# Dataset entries
● ● ●
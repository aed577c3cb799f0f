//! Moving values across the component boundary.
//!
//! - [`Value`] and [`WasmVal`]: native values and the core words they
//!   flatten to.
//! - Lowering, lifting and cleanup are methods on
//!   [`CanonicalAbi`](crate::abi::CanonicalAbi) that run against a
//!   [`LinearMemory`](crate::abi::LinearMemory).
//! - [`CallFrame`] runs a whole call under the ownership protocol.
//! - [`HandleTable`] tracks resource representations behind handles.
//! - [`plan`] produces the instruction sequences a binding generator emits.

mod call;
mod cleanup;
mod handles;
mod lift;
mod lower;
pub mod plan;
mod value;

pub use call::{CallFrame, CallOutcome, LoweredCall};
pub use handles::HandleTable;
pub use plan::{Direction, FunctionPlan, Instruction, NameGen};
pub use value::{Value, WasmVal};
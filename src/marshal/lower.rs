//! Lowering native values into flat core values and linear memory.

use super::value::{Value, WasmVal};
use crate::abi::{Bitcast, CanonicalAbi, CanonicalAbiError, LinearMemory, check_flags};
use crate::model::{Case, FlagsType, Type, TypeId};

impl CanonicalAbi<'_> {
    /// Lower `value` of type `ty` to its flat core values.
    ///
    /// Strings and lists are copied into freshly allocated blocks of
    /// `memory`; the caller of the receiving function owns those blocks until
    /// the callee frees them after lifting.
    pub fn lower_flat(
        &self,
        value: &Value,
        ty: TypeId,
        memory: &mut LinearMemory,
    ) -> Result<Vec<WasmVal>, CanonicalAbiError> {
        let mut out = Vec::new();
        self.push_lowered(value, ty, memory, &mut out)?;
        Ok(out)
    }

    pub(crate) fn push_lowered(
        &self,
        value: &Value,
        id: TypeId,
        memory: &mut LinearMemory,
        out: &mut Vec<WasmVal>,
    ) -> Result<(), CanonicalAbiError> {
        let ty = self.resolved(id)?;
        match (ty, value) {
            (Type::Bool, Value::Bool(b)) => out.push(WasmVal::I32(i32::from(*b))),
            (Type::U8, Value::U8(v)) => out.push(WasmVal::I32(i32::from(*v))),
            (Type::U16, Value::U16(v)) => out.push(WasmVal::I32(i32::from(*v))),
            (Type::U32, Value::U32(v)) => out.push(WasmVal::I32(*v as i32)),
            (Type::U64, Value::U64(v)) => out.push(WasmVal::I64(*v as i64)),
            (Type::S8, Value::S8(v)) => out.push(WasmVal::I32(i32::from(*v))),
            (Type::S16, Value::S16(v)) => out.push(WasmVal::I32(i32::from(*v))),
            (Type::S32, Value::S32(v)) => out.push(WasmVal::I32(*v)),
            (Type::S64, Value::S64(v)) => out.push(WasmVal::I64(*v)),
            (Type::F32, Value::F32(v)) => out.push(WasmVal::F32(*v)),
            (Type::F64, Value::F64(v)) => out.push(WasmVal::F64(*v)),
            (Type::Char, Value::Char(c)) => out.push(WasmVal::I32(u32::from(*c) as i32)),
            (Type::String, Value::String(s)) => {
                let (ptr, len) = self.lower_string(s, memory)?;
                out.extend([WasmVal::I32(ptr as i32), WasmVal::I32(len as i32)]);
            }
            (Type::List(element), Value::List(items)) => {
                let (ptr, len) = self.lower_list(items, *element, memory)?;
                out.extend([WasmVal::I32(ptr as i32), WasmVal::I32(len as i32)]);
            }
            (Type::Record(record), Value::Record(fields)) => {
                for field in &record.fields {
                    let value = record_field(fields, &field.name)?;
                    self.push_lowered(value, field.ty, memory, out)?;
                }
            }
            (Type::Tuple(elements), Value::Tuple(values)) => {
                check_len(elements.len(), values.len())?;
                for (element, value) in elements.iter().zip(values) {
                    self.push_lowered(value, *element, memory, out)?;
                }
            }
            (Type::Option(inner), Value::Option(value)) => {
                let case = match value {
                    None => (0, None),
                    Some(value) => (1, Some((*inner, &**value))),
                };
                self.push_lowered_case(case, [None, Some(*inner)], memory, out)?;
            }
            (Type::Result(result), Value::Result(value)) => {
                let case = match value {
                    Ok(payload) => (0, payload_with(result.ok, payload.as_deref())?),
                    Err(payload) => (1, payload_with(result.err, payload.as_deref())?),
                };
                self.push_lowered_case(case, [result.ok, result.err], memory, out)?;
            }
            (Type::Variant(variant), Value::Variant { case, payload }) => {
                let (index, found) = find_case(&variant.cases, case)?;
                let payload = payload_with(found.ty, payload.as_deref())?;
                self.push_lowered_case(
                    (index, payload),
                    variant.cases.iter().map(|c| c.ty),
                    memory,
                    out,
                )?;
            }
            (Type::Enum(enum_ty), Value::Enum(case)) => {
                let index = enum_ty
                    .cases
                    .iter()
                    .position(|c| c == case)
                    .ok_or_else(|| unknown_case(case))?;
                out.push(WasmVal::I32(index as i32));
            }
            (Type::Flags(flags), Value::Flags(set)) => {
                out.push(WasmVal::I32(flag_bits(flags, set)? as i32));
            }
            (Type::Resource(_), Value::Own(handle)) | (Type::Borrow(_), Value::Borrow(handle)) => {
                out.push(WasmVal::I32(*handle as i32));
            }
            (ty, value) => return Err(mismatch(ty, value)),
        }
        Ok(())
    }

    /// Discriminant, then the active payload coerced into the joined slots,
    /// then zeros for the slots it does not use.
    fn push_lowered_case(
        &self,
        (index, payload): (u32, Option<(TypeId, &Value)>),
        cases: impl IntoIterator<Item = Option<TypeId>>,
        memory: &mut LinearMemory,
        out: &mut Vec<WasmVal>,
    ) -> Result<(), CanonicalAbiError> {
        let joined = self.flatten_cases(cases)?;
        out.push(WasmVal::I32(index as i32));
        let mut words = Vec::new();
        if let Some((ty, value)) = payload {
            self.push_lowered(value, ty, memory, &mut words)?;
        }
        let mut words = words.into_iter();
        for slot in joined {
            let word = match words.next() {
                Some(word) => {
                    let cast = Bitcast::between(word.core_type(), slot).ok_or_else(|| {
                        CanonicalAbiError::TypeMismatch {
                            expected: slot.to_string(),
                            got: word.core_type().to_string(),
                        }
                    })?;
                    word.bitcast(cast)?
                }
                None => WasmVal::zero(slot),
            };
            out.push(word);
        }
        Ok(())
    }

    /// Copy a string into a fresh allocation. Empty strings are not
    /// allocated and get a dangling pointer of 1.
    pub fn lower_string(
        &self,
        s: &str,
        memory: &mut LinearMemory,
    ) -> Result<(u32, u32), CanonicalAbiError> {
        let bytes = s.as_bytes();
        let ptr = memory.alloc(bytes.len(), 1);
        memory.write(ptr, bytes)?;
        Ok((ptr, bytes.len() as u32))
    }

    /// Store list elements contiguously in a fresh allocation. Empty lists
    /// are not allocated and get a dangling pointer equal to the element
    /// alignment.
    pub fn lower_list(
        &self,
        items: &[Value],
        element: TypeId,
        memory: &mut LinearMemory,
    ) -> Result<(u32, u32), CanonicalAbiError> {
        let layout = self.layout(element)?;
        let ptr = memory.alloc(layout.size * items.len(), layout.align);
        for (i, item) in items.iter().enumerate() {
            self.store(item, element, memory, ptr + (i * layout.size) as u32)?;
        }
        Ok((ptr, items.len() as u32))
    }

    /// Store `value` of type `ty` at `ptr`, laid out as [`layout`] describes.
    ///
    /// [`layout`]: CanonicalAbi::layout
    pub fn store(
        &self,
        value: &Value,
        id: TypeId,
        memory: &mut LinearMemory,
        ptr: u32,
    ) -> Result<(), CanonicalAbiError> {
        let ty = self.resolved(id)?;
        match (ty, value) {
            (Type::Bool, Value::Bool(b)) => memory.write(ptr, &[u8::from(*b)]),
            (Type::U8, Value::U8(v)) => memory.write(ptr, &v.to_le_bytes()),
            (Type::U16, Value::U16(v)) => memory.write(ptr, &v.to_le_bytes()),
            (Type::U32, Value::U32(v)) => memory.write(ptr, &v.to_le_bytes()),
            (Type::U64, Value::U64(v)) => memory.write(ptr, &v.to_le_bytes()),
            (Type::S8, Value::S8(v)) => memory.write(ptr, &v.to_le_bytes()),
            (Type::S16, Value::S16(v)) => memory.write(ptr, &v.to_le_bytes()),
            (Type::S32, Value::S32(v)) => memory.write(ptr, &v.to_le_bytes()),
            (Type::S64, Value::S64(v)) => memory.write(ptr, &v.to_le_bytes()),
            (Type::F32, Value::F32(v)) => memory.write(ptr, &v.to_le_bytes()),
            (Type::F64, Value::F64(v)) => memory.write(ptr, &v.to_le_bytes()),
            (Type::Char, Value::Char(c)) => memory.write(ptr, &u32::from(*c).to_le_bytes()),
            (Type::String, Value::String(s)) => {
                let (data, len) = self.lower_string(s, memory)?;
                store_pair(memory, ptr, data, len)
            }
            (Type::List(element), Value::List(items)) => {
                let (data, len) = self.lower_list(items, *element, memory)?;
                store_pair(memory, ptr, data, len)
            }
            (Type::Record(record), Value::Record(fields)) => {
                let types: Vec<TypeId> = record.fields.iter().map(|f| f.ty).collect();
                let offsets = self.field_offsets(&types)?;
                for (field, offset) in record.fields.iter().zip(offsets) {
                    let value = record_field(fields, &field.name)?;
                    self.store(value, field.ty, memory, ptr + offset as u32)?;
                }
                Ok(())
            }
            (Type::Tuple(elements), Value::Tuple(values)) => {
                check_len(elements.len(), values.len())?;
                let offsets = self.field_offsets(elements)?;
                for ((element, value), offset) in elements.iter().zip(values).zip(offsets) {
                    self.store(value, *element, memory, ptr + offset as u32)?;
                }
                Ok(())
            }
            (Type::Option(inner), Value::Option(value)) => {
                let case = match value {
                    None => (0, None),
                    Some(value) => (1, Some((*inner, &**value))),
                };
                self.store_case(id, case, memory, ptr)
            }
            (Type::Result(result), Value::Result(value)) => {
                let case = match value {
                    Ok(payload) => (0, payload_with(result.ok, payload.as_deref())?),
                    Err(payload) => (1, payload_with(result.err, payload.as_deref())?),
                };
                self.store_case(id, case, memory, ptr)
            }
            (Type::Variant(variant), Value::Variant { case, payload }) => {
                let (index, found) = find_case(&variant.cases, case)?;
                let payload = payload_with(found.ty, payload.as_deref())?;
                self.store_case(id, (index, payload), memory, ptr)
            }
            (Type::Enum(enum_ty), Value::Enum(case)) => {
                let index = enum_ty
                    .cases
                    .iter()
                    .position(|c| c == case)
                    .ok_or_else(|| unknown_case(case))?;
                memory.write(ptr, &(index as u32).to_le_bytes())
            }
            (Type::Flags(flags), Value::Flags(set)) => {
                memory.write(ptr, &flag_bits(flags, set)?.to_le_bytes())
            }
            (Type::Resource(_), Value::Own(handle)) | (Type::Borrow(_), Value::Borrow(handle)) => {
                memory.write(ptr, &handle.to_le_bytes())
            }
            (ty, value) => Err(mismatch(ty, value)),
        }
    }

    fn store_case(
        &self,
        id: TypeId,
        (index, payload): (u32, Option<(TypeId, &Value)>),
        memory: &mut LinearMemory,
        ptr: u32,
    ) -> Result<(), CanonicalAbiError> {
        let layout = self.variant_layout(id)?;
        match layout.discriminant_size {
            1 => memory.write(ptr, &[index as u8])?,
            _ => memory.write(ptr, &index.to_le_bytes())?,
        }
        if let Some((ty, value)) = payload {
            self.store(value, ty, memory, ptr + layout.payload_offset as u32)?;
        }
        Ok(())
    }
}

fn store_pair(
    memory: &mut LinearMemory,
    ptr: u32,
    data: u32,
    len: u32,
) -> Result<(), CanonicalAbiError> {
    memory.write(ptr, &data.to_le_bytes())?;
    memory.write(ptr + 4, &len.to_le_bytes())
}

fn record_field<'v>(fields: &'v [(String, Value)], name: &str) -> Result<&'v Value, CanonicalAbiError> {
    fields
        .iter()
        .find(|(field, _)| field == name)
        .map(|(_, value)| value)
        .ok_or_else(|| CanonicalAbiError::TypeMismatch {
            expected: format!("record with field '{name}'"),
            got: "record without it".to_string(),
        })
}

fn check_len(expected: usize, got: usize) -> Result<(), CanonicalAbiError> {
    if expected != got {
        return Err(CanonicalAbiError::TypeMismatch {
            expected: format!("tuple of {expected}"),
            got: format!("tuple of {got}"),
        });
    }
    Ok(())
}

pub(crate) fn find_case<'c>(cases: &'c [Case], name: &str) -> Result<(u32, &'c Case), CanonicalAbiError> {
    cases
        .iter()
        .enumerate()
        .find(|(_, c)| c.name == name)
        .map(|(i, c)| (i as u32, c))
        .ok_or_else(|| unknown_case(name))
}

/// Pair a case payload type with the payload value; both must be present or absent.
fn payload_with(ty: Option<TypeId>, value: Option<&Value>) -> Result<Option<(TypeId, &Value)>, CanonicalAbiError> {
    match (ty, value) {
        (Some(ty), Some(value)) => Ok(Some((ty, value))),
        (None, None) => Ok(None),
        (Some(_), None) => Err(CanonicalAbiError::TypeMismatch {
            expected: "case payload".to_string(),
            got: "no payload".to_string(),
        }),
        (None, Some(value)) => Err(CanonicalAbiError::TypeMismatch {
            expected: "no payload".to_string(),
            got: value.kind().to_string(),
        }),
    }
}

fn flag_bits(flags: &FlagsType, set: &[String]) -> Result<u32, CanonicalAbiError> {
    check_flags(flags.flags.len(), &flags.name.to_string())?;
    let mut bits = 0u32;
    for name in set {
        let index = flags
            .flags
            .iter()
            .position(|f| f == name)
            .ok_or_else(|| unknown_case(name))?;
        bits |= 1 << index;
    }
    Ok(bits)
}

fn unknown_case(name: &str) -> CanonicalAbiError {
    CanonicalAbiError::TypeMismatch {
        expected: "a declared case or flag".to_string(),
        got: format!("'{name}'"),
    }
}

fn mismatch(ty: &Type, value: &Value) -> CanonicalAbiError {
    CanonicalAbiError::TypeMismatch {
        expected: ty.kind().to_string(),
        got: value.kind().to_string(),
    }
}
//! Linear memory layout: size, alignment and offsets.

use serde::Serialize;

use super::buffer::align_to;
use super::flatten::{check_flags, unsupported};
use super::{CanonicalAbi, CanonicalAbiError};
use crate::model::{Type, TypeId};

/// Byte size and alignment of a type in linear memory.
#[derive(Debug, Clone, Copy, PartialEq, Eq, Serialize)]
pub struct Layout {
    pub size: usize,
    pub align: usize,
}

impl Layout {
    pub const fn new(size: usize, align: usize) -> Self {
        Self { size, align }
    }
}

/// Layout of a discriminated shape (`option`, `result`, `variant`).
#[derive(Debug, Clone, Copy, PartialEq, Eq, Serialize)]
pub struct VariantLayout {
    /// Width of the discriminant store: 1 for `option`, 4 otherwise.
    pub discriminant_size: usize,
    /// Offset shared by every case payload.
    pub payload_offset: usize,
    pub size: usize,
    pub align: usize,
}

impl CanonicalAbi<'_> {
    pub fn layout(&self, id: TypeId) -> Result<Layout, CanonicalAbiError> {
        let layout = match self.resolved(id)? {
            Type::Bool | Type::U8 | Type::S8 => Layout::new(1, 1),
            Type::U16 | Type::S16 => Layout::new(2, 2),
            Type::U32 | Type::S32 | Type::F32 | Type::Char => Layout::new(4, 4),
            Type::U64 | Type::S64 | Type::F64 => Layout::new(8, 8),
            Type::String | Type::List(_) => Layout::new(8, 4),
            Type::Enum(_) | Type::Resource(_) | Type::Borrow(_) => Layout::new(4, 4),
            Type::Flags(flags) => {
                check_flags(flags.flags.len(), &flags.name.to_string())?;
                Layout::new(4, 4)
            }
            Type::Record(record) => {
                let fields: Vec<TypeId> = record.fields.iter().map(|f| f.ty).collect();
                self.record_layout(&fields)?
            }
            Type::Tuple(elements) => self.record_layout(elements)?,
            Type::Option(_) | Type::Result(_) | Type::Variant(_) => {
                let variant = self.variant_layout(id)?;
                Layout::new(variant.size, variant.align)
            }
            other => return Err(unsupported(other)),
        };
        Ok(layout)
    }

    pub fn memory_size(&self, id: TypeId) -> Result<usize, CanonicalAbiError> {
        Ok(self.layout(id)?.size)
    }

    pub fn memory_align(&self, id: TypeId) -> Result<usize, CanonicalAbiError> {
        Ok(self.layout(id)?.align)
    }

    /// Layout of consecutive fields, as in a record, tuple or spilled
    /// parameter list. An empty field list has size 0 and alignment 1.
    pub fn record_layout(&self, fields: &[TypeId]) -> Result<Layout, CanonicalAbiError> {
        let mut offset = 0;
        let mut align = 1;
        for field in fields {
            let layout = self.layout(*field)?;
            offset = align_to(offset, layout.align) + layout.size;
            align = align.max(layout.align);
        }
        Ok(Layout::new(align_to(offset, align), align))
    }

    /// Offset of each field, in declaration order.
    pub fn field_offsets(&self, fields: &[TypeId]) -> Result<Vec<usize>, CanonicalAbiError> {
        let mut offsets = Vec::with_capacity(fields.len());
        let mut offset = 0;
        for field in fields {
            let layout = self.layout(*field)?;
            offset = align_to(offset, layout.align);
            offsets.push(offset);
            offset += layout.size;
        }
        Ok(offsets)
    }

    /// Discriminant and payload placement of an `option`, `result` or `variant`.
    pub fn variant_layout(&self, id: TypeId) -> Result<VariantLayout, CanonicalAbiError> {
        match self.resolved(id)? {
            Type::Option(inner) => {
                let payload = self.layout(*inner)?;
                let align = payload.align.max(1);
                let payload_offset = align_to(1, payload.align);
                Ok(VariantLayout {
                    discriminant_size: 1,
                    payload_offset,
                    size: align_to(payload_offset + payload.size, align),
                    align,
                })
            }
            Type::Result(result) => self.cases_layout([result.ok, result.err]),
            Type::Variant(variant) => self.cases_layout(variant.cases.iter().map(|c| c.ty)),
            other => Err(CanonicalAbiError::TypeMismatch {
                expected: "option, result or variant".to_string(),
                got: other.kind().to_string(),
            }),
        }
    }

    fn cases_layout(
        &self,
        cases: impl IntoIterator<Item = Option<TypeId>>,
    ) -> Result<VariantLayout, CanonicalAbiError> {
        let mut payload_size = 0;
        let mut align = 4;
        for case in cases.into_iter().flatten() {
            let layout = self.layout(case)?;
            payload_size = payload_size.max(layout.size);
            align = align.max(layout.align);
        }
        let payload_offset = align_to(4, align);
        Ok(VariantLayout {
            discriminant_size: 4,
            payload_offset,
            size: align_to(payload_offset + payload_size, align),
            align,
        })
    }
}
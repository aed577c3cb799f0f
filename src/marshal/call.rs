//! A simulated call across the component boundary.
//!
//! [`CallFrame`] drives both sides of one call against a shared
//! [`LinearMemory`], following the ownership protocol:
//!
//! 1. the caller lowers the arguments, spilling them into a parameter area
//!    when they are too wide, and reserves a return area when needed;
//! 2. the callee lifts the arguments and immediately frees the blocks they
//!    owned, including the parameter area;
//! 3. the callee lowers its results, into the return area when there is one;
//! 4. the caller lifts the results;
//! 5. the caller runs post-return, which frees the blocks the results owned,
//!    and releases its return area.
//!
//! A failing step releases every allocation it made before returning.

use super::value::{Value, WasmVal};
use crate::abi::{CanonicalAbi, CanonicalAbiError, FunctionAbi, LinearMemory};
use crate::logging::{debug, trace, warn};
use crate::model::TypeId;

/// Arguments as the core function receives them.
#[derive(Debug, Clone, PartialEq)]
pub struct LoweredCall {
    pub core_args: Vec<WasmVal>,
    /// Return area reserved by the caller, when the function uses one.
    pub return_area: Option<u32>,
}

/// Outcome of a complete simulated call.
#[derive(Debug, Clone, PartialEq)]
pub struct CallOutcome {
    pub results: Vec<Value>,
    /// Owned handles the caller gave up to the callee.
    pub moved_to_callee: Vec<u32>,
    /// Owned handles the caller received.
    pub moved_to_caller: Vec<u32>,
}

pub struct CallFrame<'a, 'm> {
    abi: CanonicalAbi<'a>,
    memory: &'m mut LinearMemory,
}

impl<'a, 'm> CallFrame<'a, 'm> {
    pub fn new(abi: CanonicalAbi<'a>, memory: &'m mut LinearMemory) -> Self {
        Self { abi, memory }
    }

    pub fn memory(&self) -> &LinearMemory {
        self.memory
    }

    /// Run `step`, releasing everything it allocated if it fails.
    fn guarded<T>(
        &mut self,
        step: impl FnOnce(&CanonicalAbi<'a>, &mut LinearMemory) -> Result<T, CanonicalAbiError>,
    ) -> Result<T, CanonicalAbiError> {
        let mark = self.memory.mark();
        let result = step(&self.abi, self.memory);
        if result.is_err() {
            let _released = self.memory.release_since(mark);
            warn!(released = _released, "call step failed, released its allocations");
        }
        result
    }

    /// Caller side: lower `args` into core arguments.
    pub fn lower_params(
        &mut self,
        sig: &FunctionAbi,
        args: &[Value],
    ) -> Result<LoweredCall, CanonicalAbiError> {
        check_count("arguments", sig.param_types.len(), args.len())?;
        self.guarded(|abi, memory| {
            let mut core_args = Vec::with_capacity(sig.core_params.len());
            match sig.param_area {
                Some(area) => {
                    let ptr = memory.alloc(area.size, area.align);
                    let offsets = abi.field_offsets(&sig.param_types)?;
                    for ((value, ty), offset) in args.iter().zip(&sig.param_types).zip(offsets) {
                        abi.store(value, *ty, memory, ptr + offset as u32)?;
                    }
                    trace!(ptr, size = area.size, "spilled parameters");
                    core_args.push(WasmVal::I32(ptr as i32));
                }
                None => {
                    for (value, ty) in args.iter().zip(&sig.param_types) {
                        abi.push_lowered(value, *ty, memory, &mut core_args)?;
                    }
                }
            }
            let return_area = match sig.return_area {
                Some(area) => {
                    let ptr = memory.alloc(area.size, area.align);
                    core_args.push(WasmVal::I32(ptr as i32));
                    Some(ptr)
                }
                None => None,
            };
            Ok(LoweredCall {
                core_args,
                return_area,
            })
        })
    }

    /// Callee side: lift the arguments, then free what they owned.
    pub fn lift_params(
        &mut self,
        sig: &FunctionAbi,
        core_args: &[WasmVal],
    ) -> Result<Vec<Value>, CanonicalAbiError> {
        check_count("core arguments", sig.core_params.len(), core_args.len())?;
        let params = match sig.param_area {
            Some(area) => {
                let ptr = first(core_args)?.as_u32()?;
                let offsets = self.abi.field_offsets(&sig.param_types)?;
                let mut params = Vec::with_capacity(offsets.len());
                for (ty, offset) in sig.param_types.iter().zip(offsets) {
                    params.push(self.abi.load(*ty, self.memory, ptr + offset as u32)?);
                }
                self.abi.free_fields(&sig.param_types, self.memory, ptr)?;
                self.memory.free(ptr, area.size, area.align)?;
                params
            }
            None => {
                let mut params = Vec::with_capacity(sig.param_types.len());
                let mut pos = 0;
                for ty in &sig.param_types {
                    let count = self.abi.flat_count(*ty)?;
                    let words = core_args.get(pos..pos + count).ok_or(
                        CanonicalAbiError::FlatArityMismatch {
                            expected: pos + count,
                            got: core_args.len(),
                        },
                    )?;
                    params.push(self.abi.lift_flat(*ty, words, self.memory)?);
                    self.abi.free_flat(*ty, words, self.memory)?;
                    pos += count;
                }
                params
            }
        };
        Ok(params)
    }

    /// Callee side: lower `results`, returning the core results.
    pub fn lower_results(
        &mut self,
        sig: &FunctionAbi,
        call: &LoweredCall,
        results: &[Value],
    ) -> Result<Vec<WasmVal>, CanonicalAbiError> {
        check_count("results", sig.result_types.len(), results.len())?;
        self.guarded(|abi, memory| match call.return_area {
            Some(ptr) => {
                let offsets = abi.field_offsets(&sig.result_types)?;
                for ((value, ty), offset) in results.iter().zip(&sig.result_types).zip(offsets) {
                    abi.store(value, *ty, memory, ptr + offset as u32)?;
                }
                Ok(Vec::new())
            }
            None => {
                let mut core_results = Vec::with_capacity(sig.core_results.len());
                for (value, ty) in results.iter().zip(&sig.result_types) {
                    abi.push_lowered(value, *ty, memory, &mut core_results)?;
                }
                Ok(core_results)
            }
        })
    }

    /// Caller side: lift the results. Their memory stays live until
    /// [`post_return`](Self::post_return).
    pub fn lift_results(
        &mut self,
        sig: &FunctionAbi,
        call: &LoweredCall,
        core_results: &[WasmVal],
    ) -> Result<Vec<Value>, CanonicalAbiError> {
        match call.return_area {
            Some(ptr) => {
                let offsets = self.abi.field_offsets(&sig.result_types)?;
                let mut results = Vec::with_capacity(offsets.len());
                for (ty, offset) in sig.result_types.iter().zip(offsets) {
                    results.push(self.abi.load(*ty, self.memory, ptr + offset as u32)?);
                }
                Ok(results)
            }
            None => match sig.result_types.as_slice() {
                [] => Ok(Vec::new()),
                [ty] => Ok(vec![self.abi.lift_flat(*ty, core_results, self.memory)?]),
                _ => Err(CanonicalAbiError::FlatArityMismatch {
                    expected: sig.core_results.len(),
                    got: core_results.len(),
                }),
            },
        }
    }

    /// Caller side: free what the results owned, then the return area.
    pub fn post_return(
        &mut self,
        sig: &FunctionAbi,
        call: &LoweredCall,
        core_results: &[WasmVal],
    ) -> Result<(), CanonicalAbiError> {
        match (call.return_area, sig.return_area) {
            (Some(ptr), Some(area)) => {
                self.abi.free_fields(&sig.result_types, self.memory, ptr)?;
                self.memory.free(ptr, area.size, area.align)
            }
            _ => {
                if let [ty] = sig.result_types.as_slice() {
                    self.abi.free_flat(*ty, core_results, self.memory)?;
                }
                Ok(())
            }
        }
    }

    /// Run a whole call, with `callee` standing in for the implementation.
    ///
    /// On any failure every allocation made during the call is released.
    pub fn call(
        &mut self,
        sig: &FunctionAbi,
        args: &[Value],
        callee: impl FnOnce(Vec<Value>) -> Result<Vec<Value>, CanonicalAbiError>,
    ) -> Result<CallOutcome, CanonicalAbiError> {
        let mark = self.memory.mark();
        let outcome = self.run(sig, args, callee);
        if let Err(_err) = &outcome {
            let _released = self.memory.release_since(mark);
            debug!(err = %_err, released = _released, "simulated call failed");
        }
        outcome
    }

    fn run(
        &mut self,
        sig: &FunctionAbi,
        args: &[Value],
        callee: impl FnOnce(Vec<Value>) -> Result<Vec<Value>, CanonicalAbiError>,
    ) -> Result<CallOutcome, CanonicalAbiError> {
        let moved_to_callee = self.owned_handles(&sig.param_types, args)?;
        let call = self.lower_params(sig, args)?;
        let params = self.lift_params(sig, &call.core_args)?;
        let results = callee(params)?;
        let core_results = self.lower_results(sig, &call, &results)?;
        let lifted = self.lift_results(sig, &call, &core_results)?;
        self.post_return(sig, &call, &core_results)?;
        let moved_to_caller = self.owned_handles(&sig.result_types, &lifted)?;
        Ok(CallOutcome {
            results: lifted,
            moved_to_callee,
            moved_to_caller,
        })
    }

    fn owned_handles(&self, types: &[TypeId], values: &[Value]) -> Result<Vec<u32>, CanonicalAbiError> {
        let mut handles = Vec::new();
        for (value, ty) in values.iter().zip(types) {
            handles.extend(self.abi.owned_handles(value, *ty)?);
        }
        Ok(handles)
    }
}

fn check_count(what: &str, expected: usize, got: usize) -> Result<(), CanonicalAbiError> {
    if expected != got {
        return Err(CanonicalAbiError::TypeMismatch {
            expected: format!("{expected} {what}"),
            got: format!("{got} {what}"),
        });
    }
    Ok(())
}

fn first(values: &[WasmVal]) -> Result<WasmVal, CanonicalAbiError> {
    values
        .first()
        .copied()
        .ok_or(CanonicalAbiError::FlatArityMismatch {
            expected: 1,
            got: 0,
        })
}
● ● ●
Look over the entries for "Lowering", then copy every line that includes that string.

# Exercise answer
//! - Lowering, lifting and cleanup are methods on
//! Lowering native values into flat core values and linear memory.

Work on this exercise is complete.